Salah satu bentuk kritik terhadap perilaku mistisme Islam (sufisme) dapat ditemukan dalam cerepen “Gus Jakfar”. Kyai Tawakkal memberikan petunjuknya kepada Gus Jakfar tentang hakikat ilmu kasyaf. Hakikat tentang ilmu kasyaf yang diberikan Kyai Tawakkal telah membuat Gus Jakfar mencapai atau menemukan kebenaran.
‘Anak muda, kau tidak perlu mencemaskan saya hanya karena kau melihat tanda ‘Ahli neraka’ di kening saya. Kau pun tidak perlu bersusah-payah mencari bukti yang menunjukkan bahwa aku memang pantas masuk neraka. Karena pertama, apa yang kau lihat belum tentu merupakan hasil dari pandangan kalbumu yang bening. Kedua, kau kan tahu, sebagaimana neraka dan sorga, aku adalah milik Allah. Maka terserah kehendak-Nya, apakah Ia mau memasukkan diriku ke sorga atau ke neraka. Untuk memasukkan hambaNya ke sorga atau neraka, sebenarnyalah Ia tidak memerlukan alasan. Sebagai kiai, apakah kau berani menjamin amalmu pasti mengantarkanmu ke sorga kelak? Atau kau berani mengatakan bahwa orang-orang di warung tadi yang kau pandang sebelah mata itu, pasti masuk neraka? Kita berbuat baik karena kita ingin dipandang baik oleh-Nya, kita ingin berdekat-dekat denganNya, tapi kita tidak berhak menuntut balasan kebaikan kita. Mengapa? Karena kebaikan kita pun berasal dari-Nya. Bukankah begitu?’
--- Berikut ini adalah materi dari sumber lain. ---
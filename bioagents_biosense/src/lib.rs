//! # BioSense Entity Disambiguation Agent
//!
//! Resolves biological entity names to grounded senses: database
//! references, ontological category, family/complex membership, and
//! synonyms.
//!
//! # Module Structure
//!
//! - [`ontology`] - the grounding store and sense queries
//! - [`module`] - the KQML-facing agent

pub mod module;
pub mod ontology;

pub use module::BioSenseAgent;
pub use ontology::{BioSenseError, GroundingEntry, Ontology};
               Petunjuk yang diberian Kyai Tawakkal merupakan bentuk kritik ilmu kasyaf yang merupakan bagian dari perilaku mitisme Islam (sufisme). Kritikan tersebut menyampaikan bahwa kebenaran tentang surga dan nerakan merupakan milik Tuhan, bukan milik manusia.
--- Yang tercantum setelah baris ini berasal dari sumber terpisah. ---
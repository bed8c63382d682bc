//! KQML value model.
//!
//! `KqmlValue` is the unit of the wire format; `KqmlList` adds the keyword
//! parameter access every agent relies on (`:key value` pairs); a
//! `Performative` is a list whose head token is the message verb.

use std::fmt;

use crate::parser::KqmlError;

// ─── KqmlValue ──────────────────────────────────────────────────────

/// A single KQML expression.
#[derive(Debug, Clone, PartialEq, Eq)]
pub enum KqmlValue {
    /// Bare token (`FAILURE`, `:reason`, `msg1`, `TRUE`).
    Token(String),
    /// Double-quoted string; stored unescaped.
    Str(String),
    /// Parenthesised list.
    List(KqmlList),
}

impl KqmlValue {
    /// Build a token value.
    pub fn token(s: impl Into<String>) -> Self {
        Self::Token(s.into())
    }

    /// Build a string value.
    pub fn string(s: impl Into<String>) -> Self {
        Self::Str(s.into())
    }

    /// Text content of a token or string; `None` for lists.
    pub fn text(&self) -> Option<&str> {
        match self {
            Self::Token(s) | Self::Str(s) => Some(s),
            Self::List(_) => None,
        }
    }

    /// The inner list, if this value is one.
    pub fn as_list(&self) -> Option<&KqmlList> {
        match self {
            Self::List(l) => Some(l),
            _ => None,
        }
    }
}

impl From<KqmlList> for KqmlValue {
    fn from(list: KqmlList) -> Self {
        Self::List(list)
    }
}

impl fmt::Display for KqmlValue {
    fn fmt(&self, f: &mut fmt::Formatter<'_>) -> fmt::Result {
        match self {
            Self::Token(s) => f.write_str(s),
            Self::Str(s) => {
                f.write_str("\"")?;
                for c in s.chars() {
                    match c {
                        '"' => f.write_str("\\\"")?,
                        '\\' => f.write_str("\\\\")?,
                        _ => write!(f, "{c}")?,
                    }
                }
                f.write_str("\"")
            }
            Self::List(l) => l.fmt(f),
        }
    }
}

// ─── KqmlList ───────────────────────────────────────────────────────

/// Ordered KQML list with keyword-parameter access.
///
/// Keyword lookup treats `:key`, `:KEY` and `key` as the same key. Lookup
/// on a list whose last element is a dangling keyword returns `None`
/// rather than panicking.
#[derive(Debug, Clone, PartialEq, Eq, Default)]
pub struct KqmlList(Vec<KqmlValue>);

/// Case-insensitive keyword comparison, leading `:` optional on both sides.
fn key_matches(token: &str, key: &str) -> bool {
    let token = token.strip_prefix(':').unwrap_or(token);
    let key = key.strip_prefix(':').unwrap_or(key);
    token.eq_ignore_ascii_case(key)
}

impl KqmlList {
    /// Empty list.
    pub fn new() -> Self {
        Self::default()
    }

    /// List with a head token, e.g. `KqmlList::of("FAILURE")` → `(FAILURE)`.
    pub fn of(head: impl Into<String>) -> Self {
        Self(vec![KqmlValue::token(head)])
    }

    pub fn len(&self) -> usize {
        self.0.len()
    }

    pub fn is_empty(&self) -> bool {
        self.0.is_empty()
    }

    /// Text of the first element, if it has any.
    pub fn head(&self) -> Option<&str> {
        self.0.first().and_then(KqmlValue::text)
    }

    /// Element by position.
    pub fn nth(&self, idx: usize) -> Option<&KqmlValue> {
        self.0.get(idx)
    }

    pub fn iter(&self) -> std::slice::Iter<'_, KqmlValue> {
        self.0.iter()
    }

    pub fn push(&mut self, value: impl Into<KqmlValue>) {
        self.0.push(value.into());
    }

    /// Value following the keyword `key`, if both are present.
    pub fn get(&self, key: &str) -> Option<&KqmlValue> {
        let idx = self.0.iter().position(|v| {
            matches!(v, KqmlValue::Token(t) if t.starts_with(':') && key_matches(t, key))
        })?;
        self.0.get(idx + 1)
    }

    /// Text content of the value for `key` (string contents or token text).
    pub fn gets(&self, key: &str) -> Option<&str> {
        self.get(key).and_then(KqmlValue::text)
    }

    /// List value for `key`.
    pub fn get_list(&self, key: &str) -> Option<&KqmlList> {
        self.get(key).and_then(KqmlValue::as_list)
    }

    /// Insert or replace the keyword parameter `key`.
    pub fn set(&mut self, key: &str, value: impl Into<KqmlValue>) {
        let value = value.into();
        let keyword = if key.starts_with(':') {
            key.to_string()
        } else {
            format!(":{key}")
        };
        let idx = self.0.iter().position(|v| {
            matches!(v, KqmlValue::Token(t) if t.starts_with(':') && key_matches(t, key))
        });
        match idx {
            Some(i) if i + 1 < self.0.len() => self.0[i + 1] = value,
            Some(_) => self.0.push(value),
            None => {
                self.0.push(KqmlValue::Token(keyword));
                self.0.push(value);
            }
        }
    }

    /// Insert or replace `key` with a quoted string value.
    pub fn sets(&mut self, key: &str, value: impl Into<String>) {
        self.set(key, KqmlValue::Str(value.into()));
    }
}

impl From<Vec<KqmlValue>> for KqmlList {
    fn from(items: Vec<KqmlValue>) -> Self {
        Self(items)
    }
}

impl FromIterator<KqmlValue> for KqmlList {
    fn from_iter<I: IntoIterator<Item = KqmlValue>>(iter: I) -> Self {
        Self(iter.into_iter().collect())
    }
}

impl<'a> IntoIterator for &'a KqmlList {
    type Item = &'a KqmlValue;
    type IntoIter = std::slice::Iter<'a, KqmlValue>;

    fn into_iter(self) -> Self::IntoIter {
        self.0.iter()
    }
}

impl fmt::Display for KqmlList {
    fn fmt(&self, f: &mut fmt::Formatter<'_>) -> fmt::Result {
        f.write_str("(")?;
        for (i, v) in self.0.iter().enumerate() {
            if i > 0 {
                f.write_str(" ")?;
            }
            v.fmt(f)?;
        }
        f.write_str(")")
    }
}

// ─── Performative ───────────────────────────────────────────────────

/// A KQML message: a list whose head token is the verb
/// (`request`, `reply`, `tell`, `register`, `subscribe`, `error`, `exit`).
#[derive(Debug, Clone, PartialEq, Eq)]
pub struct Performative(KqmlList);

impl Performative {
    /// New performative with the given verb and no parameters.
    pub fn new(verb: impl Into<String>) -> Self {
        Self(KqmlList::of(verb))
    }

    /// Wrap an existing list; the head must be a bare token.
    pub fn from_list(list: KqmlList) -> Result<Self, KqmlError> {
        match list.nth(0) {
            Some(KqmlValue::Token(_)) => Ok(Self(list)),
            _ => Err(KqmlError::MissingVerb),
        }
    }

    /// The message verb, lowercased comparison is the caller's concern.
    pub fn verb(&self) -> &str {
        // Invariant: constructors guarantee a head token.
        self.0.head().unwrap_or_default()
    }

    pub fn as_list(&self) -> &KqmlList {
        &self.0
    }

    pub fn into_list(self) -> KqmlList {
        self.0
    }
}

impl std::ops::Deref for Performative {
    type Target = KqmlList;

    fn deref(&self) -> &KqmlList {
        &self.0
    }
}

impl std::ops::DerefMut for Performative {
    fn deref_mut(&mut self) -> &mut KqmlList {
        &mut self.0
    }
}

impl fmt::Display for Performative {
    fn fmt(&self, f: &mut fmt::Formatter<'_>) -> fmt::Result {
        self.0.fmt(f)
    }
}

#[cfg(test)]
mod tests {
    use super::*;

    #[test]
    fn test_keyword_get_is_case_insensitive() {
        let mut l = KqmlList::of("SUCCESS");
        l.set("is-target", KqmlValue::token("TRUE"));
        assert_eq!(l.gets(":IS-TARGET"), Some("TRUE"));
        assert_eq!(l.gets("is-target"), Some("TRUE"));
    }

    #[test]
    fn test_set_replaces_existing_value() {
        let mut l = KqmlList::of("FAILURE");
        l.set("reason", KqmlValue::token("UNKNOWN_TASK"));
        l.set("reason", KqmlValue::token("INVALID_TASK"));
        assert_eq!(l.gets("reason"), Some("INVALID_TASK"));
        assert_eq!(l.len(), 3);
    }

    #[test]
    fn test_dangling_keyword_returns_none() {
        let l: KqmlList = vec![KqmlValue::token("head"), KqmlValue::token(":orphan")].into();
        assert!(l.get("orphan").is_none());
    }

    #[test]
    fn test_display_escapes_strings() {
        let mut l = KqmlList::of("tell");
        l.sets("html", "a \"quoted\" back\\slash");
        assert_eq!(
            l.to_string(),
            "(tell :html \"a \\\"quoted\\\" back\\\\slash\")"
        );
    }

    #[test]
    fn test_performative_requires_head_token() {
        let ok = Performative::from_list(KqmlList::of("reply"));
        assert!(ok.is_ok());
        let bad = Performative::from_list(KqmlList::new());
        assert!(matches!(bad, Err(KqmlError::MissingVerb)));
    }
}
               Gus Jakafar yang memiliki ilmu kasyaf telah membuat jamaah pengajiannya resah. Para jamaah yang mengaji takut kalau tanda pada tubuh mereka akan dibaca oleh Gus Jakfar pada saat pengajian. Kritikan lain terhadap ilmu kasyaf yang dimiliki Gus Jakfar dapat dilihat melalui percakapan Ustadz Kamil dan Pak Carik setelah Gus Jakfar kembali dari pengembaraannya.
“Tapi bagaimana pun, ini ada hikmahnya,” ujar Ustadz Kamil, “paling tidak kini, kita bisa setiap saat menemui Gus Jakfar tanpa merasa deg-degan dan was-was; bisa mengikuti pengajiannya dengan niat tulus mencari ilmu. Maka jika kita ingin mengetahui apa yang terjadi dengan gus kita ini, hingga sikapnya berubah atau ilmunya hilang, sebaiknya kita langsung saja menemui beliau.”

Kutipan di atas merupakan reaksi atas ilmu kasyaf  yang dimiliki Gus Jakfar. Para jamaahnya bisa dengan tenang mengikuti pegajian setelah Gus Jakfar tidak memakai ilmu kasyafnya lagi. Kritik terhadap ilmu kasyaf ini dapat dikatakan sebagai bentuk kesalehan spiritual yang tidak boleh dipamerkan kepada orang lain. Apabila dipamerkan, maka akan ada rasa takabur dan sombong di hati orang yang memiliki ilmu tersebut seperti pesan Kyai Tawakkal kepada Gus Jakfar. Setidaknya, itulah yang ingin disampaikan Gus Mus dalam cerpen “Gus Jakfar” ini.